Got through 4 docetaxel cycles. But by then I had:
Burnt out vein from 1st cycle
Sore tongue and mouth (since 1st cycle)
Difficulty thinking
Feet tender with balls of feet numb and heels too sore to wear shoes
Fingers numb to point where I couldn’t pick things up
Cramps in evening in hands and feet
Tearing
Passed out and then had bad EKG
QOL & spirits were pretty bad and I was not communicating well with my oncologist and his team. I never felt they were my team and social work was completely missing
My oncologist and his team’s approach to chemo was that they would support whatever I wanted to do during infusion but would supply no information or assistance, only ice. They just waited until there a problem side effect appeared and then tried to figure out something that might help.
So I stopped the chemo to heal and asked my oncologist to refer me to another practice where I might get along better. He said he would call my urologist and discuss. Then he called back to confirm he had talked to my urologist. I’ve heard nothing in weeks.
Urologist was upset that I was leaving oncologist as they are friends. Urologist also either had bad info or lied to me last time I saw him about testicular implants (he said they are not made, yet the web site lists a colleague in his same office as a rep).
So now my trusty and overworked PCP is trying to help. Just finished a couple of days with an eHolter and have an echocardiogram coming up. He is trying to find an oncologist as well.
Part of the problem is the University of Rochester Medical Center itself. URMC is set up in the old vertically integrated silo model where no one works much with anyone outside their discipline and each department seems to work against the others. Except Primary Care and Palliative Care.
URMC, again except Primary Care and Palliative Care, treats patients like children – I actually had a couple of nurses in oncology ask me if I had medical training because I used “all those medical terms” as if that was a problem. As an informed consumer of medical products and services I was treated like a truculent child and told, at one point not to worry about taking senna for 30 weeks as nothing would go wrong because I was “under the care of a doctor.” There was no discussion about my bowels, BTW.

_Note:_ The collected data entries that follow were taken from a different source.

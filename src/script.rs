//! The traits native scripts implement.

use crate::error::Result;
use crate::types::{ScriptHit, ScriptParams};
use serde_json::{Map, Value};

/// A script evaluated once per matching document during a search.
///
/// Search scripts back script fields, filters and score functions. They are
/// created per search by a [`ScriptFactory`] and must not hold mutable state,
/// so one instance can serve every document of a shard.
pub trait SearchScript: Send + Sync {
  /// Produces the script value for one document.
  fn run(&self, hit: ScriptHit<'_>) -> Result<Value>;
}

/// A script that rewrites a document's source before it is indexed.
pub trait TransformScript: Send + Sync {
  /// Transforms the `_source` of a document in place.
  fn transform(&self, source: &mut Map<String, Value>);
}

/// A script instance produced by a factory.
pub enum NativeScript {
  /// Runs at search time against each matching document.
  Search(Box<dyn SearchScript>),
  /// Runs at index time against each document source.
  Transform(Box<dyn TransformScript>),
}

impl NativeScript {
  /// Returns the search script, if this is one.
  pub fn as_search(&self) -> Option<&dyn SearchScript> {
    match self {
      Self::Search(script) => Some(script.as_ref()),
      Self::Transform(_) => None,
    }
  }

  /// Returns the transform script, if this is one.
  pub fn as_transform(&self) -> Option<&dyn TransformScript> {
    match self {
      Self::Transform(script) => Some(script.as_ref()),
      Self::Search(_) => None,
    }
  }
}

/// Creates script instances from per-request parameters.
///
/// The factory is registered once; [`ScriptFactory::new_script`] is called
/// for every search (or every mapping using a transform) on every shard, so
/// it is the place to validate parameters.
pub trait ScriptFactory: Send + Sync {
  /// The name the script is registered under.
  fn name(&self) -> &str;

  /// Whether the script reads the query score of documents.
  fn needs_scores(&self) -> bool {
    false
  }

  /// Builds a script from its parameters.
  ///
  /// # Errors
  ///
  /// Returns a configuration error if a required parameter is missing or a
  /// parameter has the wrong type.
  fn new_script(&self, params: Option<&ScriptParams>) -> Result<NativeScript>;
}
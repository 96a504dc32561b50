//! Entry point a host uses to load the bundled scripts.

use crate::aggregation::{CategoryStats, Profit};
use crate::error::Result;
use crate::registry::ScriptRegistry;
use crate::script::ScriptFactory;
use crate::scripts::{IsPrimeFactory, ScoreFactorFactory, SplitTransformFactory};
use crate::settings::ScriptSettings;
use std::sync::Arc;

/// The plugin bundling every native script in this crate.
///
/// The host creates the plugin once with its node settings, asks it for the
/// settings it understands, and builds a [`ScriptRegistry`] from it.
///
/// # Examples
///
/// ```rust
/// use searus_scripts::prelude::*;
///
/// let plugin = NativeScriptPlugin::new(ScriptSettings::default());
/// let registry = plugin.registry().unwrap();
/// assert!(registry.contains("is_prime"));
/// assert!(registry.contains("profit"));
/// ```
#[derive(Debug, Clone, Default)]
pub struct NativeScriptPlugin {
  settings: ScriptSettings,
}

impl NativeScriptPlugin {
  pub fn new(settings: ScriptSettings) -> Self {
    Self { settings }
  }

  /// Names of the node settings registered by this plugin.
  pub fn settings(&self) -> &'static [&'static str] {
    ScriptSettings::registered()
  }

  /// The search and transform script factories.
  pub fn native_scripts(&self) -> Vec<Arc<dyn ScriptFactory>> {
    vec![
      Arc::new(IsPrimeFactory::new(&self.settings)),
      Arc::new(ScoreFactorFactory),
      Arc::new(SplitTransformFactory),
    ]
  }

  /// Registers every script and scripted metric into `registry`.
  pub fn register(&self, registry: &mut ScriptRegistry) -> Result<()> {
    for factory in self.native_scripts() {
      registry.register_script(factory)?;
    }
    registry.register_metric(CategoryStats)?;
    registry.register_metric(Profit)?;
    Ok(())
  }

  /// Builds a registry holding only this plugin's scripts.
  pub fn registry(&self) -> Result<ScriptRegistry> {
    let mut registry = ScriptRegistry::new();
    self.register(&mut registry)?;
    tracing::debug!(scripts = ?registry.list(), "loaded native script plugin");
    Ok(registry)
  }
}

#[cfg(test)]
mod tests {
  use super::*;
  use crate::settings::PRIME_DEFAULT_FIELD_NAME;

  #[test]
  fn test_registers_everything() {
    let registry = NativeScriptPlugin::default().registry().unwrap();
    assert_eq!(
      registry.list(),
      vec!["category_stats", "is_prime", "profit", "score_factor", "split_transform"]
    );
  }

  #[test]
  fn test_registering_twice_fails() {
    let plugin = NativeScriptPlugin::default();
    let mut registry = plugin.registry().unwrap();
    assert!(plugin.register(&mut registry).is_err());
  }

  #[test]
  fn test_exposes_settings() {
    assert_eq!(
      NativeScriptPlugin::default().settings(),
      &[PRIME_DEFAULT_FIELD_NAME]
    );
  }
}
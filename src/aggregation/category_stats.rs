//! Per-category sum, count, average and extremes.

use super::stats::{BucketStats, RunningStats};
use super::{MapOutcome, ScriptedMetric};
use crate::error::Result;
use crate::params::ParamReader;
use crate::types::{DocLookup, ScriptParams};
use serde_json::Value;
use std::collections::BTreeMap;

/// Statistics per key, used for accumulators, summaries and final results.
pub type CategoryBuckets<S> = BTreeMap<String, S>;

/// Validated parameters of [`CategoryStats`].
#[derive(Debug, Clone, PartialEq)]
pub struct CategoryStatsConfig {
  /// Field holding the bucket key.
  pub key_field: String,
  /// Field holding the numeric value.
  pub value_field: String,
  /// Whether `min` and `max` are tracked.
  pub track_extremes: bool,
}

impl CategoryStatsConfig {
  pub fn new(key_field: impl Into<String>, value_field: impl Into<String>) -> Self {
    Self {
      key_field: key_field.into(),
      value_field: value_field.into(),
      track_extremes: true,
    }
  }

  pub fn track_extremes(mut self, track: bool) -> Self {
    self.track_extremes = track;
    self
  }
}

/// Groups documents by a key field and computes statistics over a value field.
///
/// Parameters:
///
/// * `key_field` (required) - the field to group by.
/// * `value_field` (required) - the numeric field to aggregate.
/// * `track_extremes` (optional, default `true`) - also track `min`/`max`.
///
/// String keys are used as is; numeric and boolean keys are rendered as
/// text. Documents without a key or without a numeric value are skipped, as
/// are values that would push a bucket's sum past the finite `f64` range.
/// Sums merged in `reduce` saturate at `f64::MAX`.
#[derive(Debug, Clone, Copy, Default)]
pub struct CategoryStats;

impl CategoryStats {
  pub const NAME: &'static str = "category_stats";

  fn bucket_key(value: &Value) -> Option<String> {
    match value {
      Value::String(s) => Some(s.clone()),
      Value::Number(n) => Some(n.to_string()),
      Value::Bool(b) => Some(b.to_string()),
      _ => None,
    }
  }
}

impl ScriptedMetric for CategoryStats {
  type Config = CategoryStatsConfig;
  type Accumulator = CategoryBuckets<RunningStats>;
  type Summary = CategoryBuckets<BucketStats>;
  type Final = CategoryBuckets<BucketStats>;

  fn name(&self) -> &str {
    Self::NAME
  }

  fn config(&self, params: Option<&ScriptParams>) -> Result<CategoryStatsConfig> {
    let reader = ParamReader::new(Self::NAME, params);
    Ok(CategoryStatsConfig {
      key_field: reader.required_string("key_field")?,
      value_field: reader.required_string("value_field")?,
      track_extremes: reader.bool_or("track_extremes", true)?,
    })
  }

  fn init(&self, _config: &CategoryStatsConfig) -> Self::Accumulator {
    BTreeMap::new()
  }

  fn map(
    &self,
    config: &CategoryStatsConfig,
    acc: &mut Self::Accumulator,
    doc: &dyn DocLookup,
  ) -> MapOutcome {
    let Some(key) = doc.first_value(&config.key_field).and_then(Self::bucket_key) else {
      return MapOutcome::Skipped;
    };
    let Some(value) = doc.f64_value(&config.value_field) else {
      return MapOutcome::Skipped;
    };

    let stats = acc.entry(key).or_default();
    if stats.record(value, config.track_extremes) {
      MapOutcome::Folded
    } else {
      tracing::trace!(value, "value would overflow the bucket sum");
      MapOutcome::Skipped
    }
  }

  fn combine(&self, _config: &CategoryStatsConfig, acc: &Self::Accumulator) -> Self::Summary {
    acc
      .iter()
      .map(|(key, stats)| (key.clone(), BucketStats::from(stats)))
      .collect()
  }

  fn reduce(&self, summaries: Vec<Self::Summary>) -> Self::Final {
    let mut merged: CategoryBuckets<BucketStats> = BTreeMap::new();
    for summary in summaries {
      for (key, stats) in summary {
        merged
          .entry(key)
          .and_modify(|existing| existing.merge(&stats))
          .or_insert(stats);
      }
    }
    merged
  }
}

#[cfg(test)]
mod tests {
  use super::*;
  use crate::aggregation::ShardExecution;
  use crate::types::Document;
  use serde_json::json;

  fn doc(cat: &str, val: f64) -> Document {
    Document::new().with_field("cat", cat).with_field("val", val)
  }

  fn config() -> CategoryStatsConfig {
    CategoryStatsConfig::new("cat", "val")
  }

  #[test]
  fn test_config_requires_fields() {
    let params: ScriptParams = serde_json::from_value(json!({ "key_field": "cat" })).unwrap();
    let err = CategoryStats.config(Some(&params)).unwrap_err();
    assert!(err.to_string().contains("value_field"));
    assert!(CategoryStats.config(None).is_err());
  }

  #[test]
  fn test_config_reads_all_params() {
    let params: ScriptParams = serde_json::from_value(json!({
      "key_field": "cat",
      "value_field": "val",
      "track_extremes": false,
    }))
    .unwrap();
    let config = CategoryStats.config(Some(&params)).unwrap();
    assert_eq!(config, CategoryStatsConfig::new("cat", "val").track_extremes(false));
  }

  #[test]
  fn test_map_skips_incomplete_documents() {
    let config = config();
    let mut shard = ShardExecution::init(&CategoryStats, &config);
    shard.map(&doc("A", 1.0));
    assert_eq!(shard.map(&Document::new().with_field("cat", "A")), MapOutcome::Skipped);
    assert_eq!(shard.map(&Document::new().with_field("val", 3.0)), MapOutcome::Skipped);
    assert_eq!(
      shard.map(&Document::new().with_field("cat", "A").with_field("val", "3")),
      MapOutcome::Skipped
    );

    assert_eq!(shard.accumulator()["A"].count, 1);
    assert_eq!(shard.stats().skipped, 3);
  }

  #[test]
  fn test_numeric_keys_are_rendered() {
    let config = config();
    let mut acc = CategoryStats.init(&config);
    let d = Document::new().with_field("cat", 7).with_field("val", 1.0);
    CategoryStats.map(&config, &mut acc, &d);
    assert!(acc.contains_key("7"));
  }

  #[test]
  fn test_combine_leaves_accumulator_untouched() {
    let config = config();
    let mut acc = CategoryStats.init(&config);
    CategoryStats.map(&config, &mut acc, &doc("A", 10.0));
    CategoryStats.map(&config, &mut acc, &doc("A", 20.0));
    let before = acc.clone();

    let summary = CategoryStats.combine(&config, &acc);
    assert_eq!(acc, before);
    assert_eq!(summary["A"].avg, 15.0);
    assert_eq!(summary["A"].min, Some(10.0));
    assert_eq!(summary["A"].max, Some(20.0));
  }

  #[test]
  fn test_reduce_treats_missing_keys_as_zero() {
    let config = config();
    let mut left = CategoryStats.init(&config);
    CategoryStats.map(&config, &mut left, &doc("A", 10.0));
    let mut right = CategoryStats.init(&config);
    CategoryStats.map(&config, &mut right, &doc("B", 5.0));
    CategoryStats.map(&config, &mut right, &doc("A", 20.0));

    let result = CategoryStats.reduce(vec![
      CategoryStats.combine(&config, &left),
      CategoryStats.combine(&config, &right),
    ]);

    assert_eq!(result.len(), 2);
    assert_eq!(result["A"].count, 2);
    assert_eq!(result["A"].sum, 30.0);
    assert_eq!(result["A"].avg, 15.0);
    assert_eq!(result["B"].count, 1);
    assert_eq!(result["B"].avg, 5.0);
  }

  #[test]
  fn test_reduce_of_nothing_is_empty() {
    assert!(CategoryStats.reduce(Vec::new()).is_empty());
  }
}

Also you are NOT a patient of URMC, but rather of each independent department so you get to fill out pages and pages of electronic forms, one for each doctor and procedure before every visit (often filling out the exact same forms days in a row). Then all that information is reviewed by the nurse when you arrive. Sigh. At first I had 6 or 7 doctors at URMC. It is now 3.
So I am supposed to just curl up and die? The last choice my oncologist gave me was chemo or hospice. He also told me I had 1-2 years, as did his nurse. So why would I go back to chemo? My PCP says I need an oncologist.
I’ve just gotten through a hugely stressful time where I thought I was going to loose my house. I’m starting to heal from the chemo and the stress is much less but I’m feeling lost that there apparently are no oncologists in Rochester, NY, outside of URMC.
I mean, I’m not a difficult patient, except that I am informed. It's not like there are a plethora of treatment choices, so WTF?
If I have to I can travel. It's a couple of hours to Syracuse or Buffalo (I don't know if there's anything at Cornell in Ithaca). I do not have the means to do an overnight to NYC.